For many women, the question of what they are wearing comes immediately after the horrific experience of being raped. The question itself is degrading and irrelevant all together, as it insinuates that the victim has worn/done something to warrant their attack (which, obviously- no.)

Photographer Katherine Cambareri crested her senior thesis project around this question, and photographed the clothes that victims wore during their attack. The project aims (and succeeds) to debunk the stigma that women who are raped are often wearing clothing believed to be promiscuous, and that clothing itself is an actual factor in being raped. We spoke to Katherine about her project, it's purpose, and the response it's received. 

What inspired you to create the photography series  "Well, What Were You Wearing?" 

I recently read Missoula written by Jon Krakauer, which really got me heated about how unfairly sexual assault cases are handled. This book really opened my eyes to victim blaming and the questions victims are asked, such as if they were drinking and what they were wearing at the time the assault occurred. Questions like this are asked to protect the perpetrator rather than the victim. I find it asinine that survivors are sometimes blamed before they even have the chance to tell their stories. I wanted to do something to prove how unnecessary these victim-blaming type questions are.

Were the sexual assault survivors open and willing to take part in the project?

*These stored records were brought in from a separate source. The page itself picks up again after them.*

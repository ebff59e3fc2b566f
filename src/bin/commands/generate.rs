use clap::Args;
use hailstone::migration::{
    ConsolePrompter, MigrationGenerator, SqlMigrationWriter, SqliteSchemaAdapter, TrackingTable,
};
use hailstone::{GenerateStatus, HailstoneConfig};

use super::open_connection;

/// Arguments for the Generate command
#[derive(Args)]
pub struct GenerateArgs {
    /// Migration name, asked interactively when omitted
    #[clap(short, long)]
    pub name: Option<String>,

    /// Replace the schema snapshot without asking
    #[clap(long)]
    pub overwrite: bool,

    /// Mark the new migration as applied without running it
    #[clap(long)]
    pub mark: bool,
}

pub fn run(config: &HailstoneConfig, args: GenerateArgs) {
    let GenerateArgs {
        name,
        overwrite,
        mark,
    } = args;

    let mut conn = open_connection(config);
    let tracking = &config.migrations.tracking_table;

    let mut adapter = SqliteSchemaAdapter::new().ignore_table(tracking.as_str());
    let mut recorder = TrackingTable::new(&adapter, tracking);
    if mark {
        if let Err(e) = recorder.ensure(&mut conn) {
            eprintln!("Failed to prepare tracking table: {}", e);
            std::process::exit(1);
        }
    }

    let writer = SqlMigrationWriter::new(conn.engine());
    let mut prompter = ConsolePrompter::stdio();

    let mut settings = config.generate_settings();
    settings.name = name;
    settings.overwrite = overwrite;
    settings.mark_migration = mark;

    let mut generator =
        match MigrationGenerator::new(settings, &mut adapter, &writer, &mut prompter) {
            Ok(generator) => generator.with_recorder(&mut recorder),
            Err(e) => {
                eprintln!("{}", e);
                std::process::exit(1);
            }
        };
    let status = generator.generate(&mut conn);

    match status {
        Ok(status) => {
            match &status {
                GenerateStatus::NoChanges => println!("No schema changes found."),
                GenerateStatus::Aborted => println!("No migration name given, aborting."),
                GenerateStatus::Completed { class_name, path } => {
                    println!("Created migration {} at {}", class_name, path.display())
                }
            }
            std::process::exit(status.exit_code());
        }
        Err(e) => {
            eprintln!("Failed to generate migration: {}", e);
            std::process::exit(1);
        }
    }
}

Anyone who has been involved in my project has willingly volunteered, and more people have volunteered since this project has gained publicity.

Did anything about the project surprise you as it was coming together?

Most of the surprises came after articles started to be written, because I learned that sexual assault is an worldwide problem and it needs more attention everywhere. 

Did you have any apprehensions about completing this process? 

I was afraid that I was asking too much of people and that no one would want to volunteer.

What do you hope viewers will gain or learn from your series?

I hope viewers realize that victim blaming exists and that they can help to end it by listening to survivors of sexual assault and keep discussions going on this topic.

Do you hope or plan to do more work that breaks stigma or taboo? 

I am continuing this project currently because it has had such a positive response. Every "thank you" I get makes me want to work harder and raise more awareness. I'm not sure if I'll do other projects to break stigma - right now I'm still so focused on this year!

What's up next for you? 

I recently graduated from Arcadia University with a major in Photography and a minor in Global Public Health. I'm taking a gap year before heading to grad school for public health, where I hope to work with and help many other people!